Number of students continues to shrink but more pick hard sciences

Take note – story published 8 years ago

Latvia's shift to funding the hard sciences study programs is starting to pay off. The students may not be turning their backs on science after all as, but there are less and less of them. This year the number of students who applied to study at Latvian universities shrank by 7 percent, and the worst is yet to come as the Education Ministry predicts the number to shrink further by a third.

Agrita Kiopa, Director of the Higher Education Department of the Education Ministry, said that the decrease in student numbers was to be expected due to the demographic rut in Latvia.

"From the 85,000 to 90,000 students now, we predict that in the near future the number will shrink to 60,000," said Kiopa.

The hard sciences are prioritized in the largely state-sponsored education system, and the ratio of hard sciences vs. soft sciences students is becoming more balanced, said Kiopa. Even though 2008 saw four times as many social, law and humanities students than the hard sciences, the ratio is closer to two now.

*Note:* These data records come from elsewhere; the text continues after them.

use std::collections::HashMap;
use std::sync::Arc;

use async_trait::async_trait;
use axum_test::TestServer;
use serde_json::json;
use tokio::sync::Mutex;

use odin_backend::config::AuthConfig;
use odin_backend::modules::auth::interface::Result as AuthResult;
use odin_backend::modules::auth::memory::{MemoryUserDirectory, MemoryVerificationStore};
use odin_backend::services::jwt::JwtService;
use odin_backend::services::mailer::Mailer;
use odin_backend::services::session::SessionManager;
use odin_backend::AppState;

/// Captures outbound verification codes instead of sending mail, so tests
/// can complete the verify flow.
#[derive(Default)]
pub struct RecordingMailer {
    codes: Mutex<HashMap<String, String>>,
}

#[allow(dead_code)]
impl RecordingMailer {
    pub async fn last_code_for(&self, email: &str) -> Option<String> {
        self.codes.lock().await.get(email).cloned()
    }
}

#[async_trait]
impl Mailer for RecordingMailer {
    async fn send_verification_code(&self, to: &str, code: &str) -> AuthResult<()> {
        self.codes
            .lock()
            .await
            .insert(to.to_string(), code.to_string());
        Ok(())
    }
}

#[allow(dead_code)]
pub struct TestContext {
    pub server: TestServer,
    pub mailer: Arc<RecordingMailer>,
}

#[allow(dead_code)]
impl TestContext {
    pub async fn new() -> Self {
        let mailer = Arc::new(RecordingMailer::default());

        let sessions = SessionManager::new(
            Arc::new(MemoryUserDirectory::new()),
            Arc::new(MemoryVerificationStore::new()),
            JwtService::new(test_auth_config()),
        );

        let app = odin_backend::create_app(AppState {
            sessions,
            mailer: mailer.clone(),
        })
        .await;

        let server = TestServer::new(app).expect("Failed to create test server");

        Self { server, mailer }
    }

    /// Runs the full get-code/verify flow for an email.
    pub async fn verify_email(&self, email: &str) {
        self.server
            .post("/mail/get-code")
            .json(&json!({ "email": email }))
            .await
            .assert_status_ok();

        let code = self
            .mailer
            .last_code_for(email)
            .await
            .expect("no verification code recorded");

        self.server
            .post("/mail/verify")
            .json(&json!({ "email": email, "code": code }))
            .await
            .assert_status_ok();
    }

    /// Verifies the email and registers an account for it.
    pub async fn register_user(&self, email: &str, password: &str, username: &str) {
        self.verify_email(email).await;

        self.server
            .post("/auth/register")
            .json(&json!({
                "email": email,
                "password": password,
                "username": username
            }))
            .await
            .assert_status(axum::http::StatusCode::CREATED);
    }
}

pub fn test_auth_config() -> AuthConfig {
    AuthConfig {
        access_secret: "access-secret-for-tests".to_string(),
        access_ttl_secs: 900,
        refresh_secret: "refresh-secret-for-tests".to_string(),
        refresh_ttl_secs: 604_800,
    }
}

#[allow(dead_code)]
pub fn test_password() -> &'static str {
    "TestPassword123!"
}
pub mod controller;
pub mod crud;
pub mod extract;
pub mod interface;
pub mod memory;
pub mod model;
pub mod routes;
pub mod schema;

pub use routes::auth_routes;
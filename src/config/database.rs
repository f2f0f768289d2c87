use sqlx::{mysql::MySqlPoolOptions, MySql, Pool};

pub type DbPool = Pool<MySql>;

pub async fn init_db(database_url: &str) -> Result<DbPool, sqlx::Error> {
    MySqlPoolOptions::new()
        .max_connections(10)
        .connect(database_url)
        .await
}
pub mod database;
pub mod environment;

pub use database::{init_db, DbPool};
pub use environment::{AuthConfig, Config, MailConfig};
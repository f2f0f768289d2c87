mod common;

use axum::http::StatusCode;
use serde_json::{json, Value};

use common::{test_password, TestContext};

#[tokio::test]
async fn get_code_records_a_six_digit_code() {
    let ctx = TestContext::new().await;

    let response = ctx
        .server
        .post("/mail/get-code")
        .json(&json!({ "email": "alice@example.com" }))
        .await;

    response.assert_status_ok();
    let body: Value = response.json();
    assert_eq!(body["generated"], true);

    let code = ctx.mailer.last_code_for("alice@example.com").await.unwrap();
    assert_eq!(code.len(), 6);
    assert!(code.chars().all(|c| c.is_ascii_digit()));
}

#[tokio::test]
async fn get_code_for_registered_email_is_a_conflict() {
    let ctx = TestContext::new().await;
    ctx.register_user("alice@example.com", test_password(), "alice")
        .await;

    let response = ctx
        .server
        .post("/mail/get-code")
        .json(&json!({ "email": "alice@example.com" }))
        .await;

    response.assert_status(StatusCode::CONFLICT);
}

#[tokio::test]
async fn verify_with_wrong_code_is_unauthorized() {
    let ctx = TestContext::new().await;

    ctx.server
        .post("/mail/get-code")
        .json(&json!({ "email": "alice@example.com" }))
        .await
        .assert_status_ok();

    let real = ctx.mailer.last_code_for("alice@example.com").await.unwrap();
    let wrong = if real == "000000" { "000001" } else { "000000" };

    let response = ctx
        .server
        .post("/mail/verify")
        .json(&json!({ "email": "alice@example.com", "code": wrong }))
        .await;

    response.assert_status(StatusCode::UNAUTHORIZED);
    let body: Value = response.json();
    assert_eq!(body["error"], "Code not matched");
}

#[tokio::test]
async fn verify_without_a_pending_code_is_a_conflict() {
    let ctx = TestContext::new().await;

    let response = ctx
        .server
        .post("/mail/verify")
        .json(&json!({ "email": "nobody@example.com", "code": "123456" }))
        .await;

    response.assert_status(StatusCode::CONFLICT);
}

#[tokio::test]
async fn requesting_a_new_code_resets_verification() {
    let ctx = TestContext::new().await;
    ctx.verify_email("alice@example.com").await;

    // A fresh code replaces the verified row; registration is gated again
    // until the new code is confirmed.
    ctx.server
        .post("/mail/get-code")
        .json(&json!({ "email": "alice@example.com" }))
        .await
        .assert_status_ok();

    let response = ctx
        .server
        .post("/auth/register")
        .json(&json!({
            "email": "alice@example.com",
            "password": test_password(),
            "username": "alice"
        }))
        .await;

    response.assert_status(StatusCode::UNAUTHORIZED);
}
use axum::{
    extract::State,
    http::{header, HeaderMap, HeaderValue, StatusCode},
    Json,
};
use axum_extra::extract::cookie::{Cookie, CookieJar};
use std::sync::Arc;
use validator::Validate;

use crate::modules::auth::{
    extract::{refresh_token_from, AuthUser},
    interface::AuthError,
    schema::{
        AuthenticatedUser, LoginRequest, LoginResponse, PublicUser, RefreshResponse,
        RegisterRequest, RegisterResponse,
    },
};
use crate::AppState;

pub async fn register(
    State(state): State<Arc<AppState>>,
    Json(req): Json<RegisterRequest>,
) -> Result<(StatusCode, Json<RegisterResponse>), AuthError> {
    req.validate()
        .map_err(|e| AuthError::Validation(e.to_string()))?;

    let user = state
        .sessions
        .register(&req.email, &req.password, &req.username)
        .await?;

    Ok((
        StatusCode::CREATED,
        Json(RegisterResponse {
            message: format!("New account created with username : {}.", user.username),
        }),
    ))
}

pub async fn login(
    State(state): State<Arc<AppState>>,
    jar: CookieJar,
    Json(req): Json<LoginRequest>,
) -> Result<(CookieJar, HeaderMap, Json<LoginResponse>), AuthError> {
    let user = state
        .sessions
        .validate_credentials(&req.email, &req.password)
        .await?;

    let access_token = state.sessions.issue_access_token(&user)?;
    let refresh_token = state.sessions.issue_refresh_token(&user)?;

    // Overwrites any prior session for this account: last login wins.
    state
        .sessions
        .persist_refresh_token(&refresh_token, user.id)
        .await?;

    let jar = jar
        .add(http_only_cookie("access_token", &access_token))
        .add(http_only_cookie("refresh_token", &refresh_token));

    // Both tokens ride one Authorization header, comma-joined; the guard and
    // the refresh endpoint pick their element back out.
    let headers = bearer_header(&format!("{},{}", access_token, refresh_token))?;

    Ok((
        jar,
        headers,
        Json(LoginResponse {
            message: "logged in successfully.",
            access_token,
            refresh_token,
            user: PublicUser {
                username: user.username,
                profile: user.profile,
            },
        }),
    ))
}

pub async fn refresh(
    State(state): State<Arc<AppState>>,
    jar: CookieJar,
    headers: HeaderMap,
) -> Result<(CookieJar, HeaderMap, Json<RefreshResponse>), AuthError> {
    let refresh_token = refresh_token_from(&headers)
        .ok_or_else(|| AuthError::InvalidRefreshToken("missing refresh token".to_string()))?;

    let access_token = state.sessions.refresh_access_token(&refresh_token).await?;

    let jar = jar.add(http_only_cookie("access_token", &access_token));
    let headers = bearer_header(&access_token)?;

    Ok((
        jar,
        headers,
        Json(RefreshResponse {
            message: "refreshed successfully",
            access_token,
        }),
    ))
}

pub async fn authenticate(AuthUser(claims): AuthUser) -> Json<AuthenticatedUser> {
    tracing::debug!(user_id = claims.id, "authenticated request");
    Json(AuthenticatedUser {
        id: claims.id,
        username: claims.username,
        email: claims.email,
        profile: claims.profile,
    })
}

fn http_only_cookie(name: &'static str, value: &str) -> Cookie<'static> {
    Cookie::build((name, value.to_string()))
        .http_only(true)
        .path("/")
        .build()
}

fn bearer_header(tokens: &str) -> Result<HeaderMap, AuthError> {
    let mut headers = HeaderMap::new();
    let value = HeaderValue::from_str(&format!("Bearer {}", tokens))
        .map_err(|e| AuthError::Internal(e.to_string()))?;
    headers.insert(header::AUTHORIZATION, value);
    Ok(headers)
}
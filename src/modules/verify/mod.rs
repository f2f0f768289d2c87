pub mod controller;
pub mod routes;
pub mod schema;

pub use routes::mail_routes;
//! Base types and error handling.
//!
//! Provides the foundational pieces shared by every layer:
//! - [`NetError`]: the single error taxonomy of the crate

pub mod neterror;

pub use neterror::NetError;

Some universities remain popular even though the overall number of students is sliding. Rīga Stradiņš University, a renowned medicine and social sciences institute, sees the application numbers grow each year, said Indra Treija of the university's Student Service.

Employers also want more students to study the hard sciences. For example, the joint university top created by portal Prakse.lv and the Latvian Employer's Association listed Rīga Technical University as the best university in Latvia.

But the interest in the hard sciences should be sparked at school; the number of students who choose to take the state exam in physics, for example, is just about 7%, and even less than that for chemistry.

Despite this, some remain skeptical about the state's efforts to increase the number of people studying the hard sciences.

Politics expert Ivars Ījabs suggested that the students "[..] think not about what some ministry says, but what they as individuals want to do after not only two or three, but also after 15 and 20 years, and whether it'll be interesting to them."

The universities will have to further pull their bolts in, though, as they prepare for the deepest demographic rut that'll come in three years.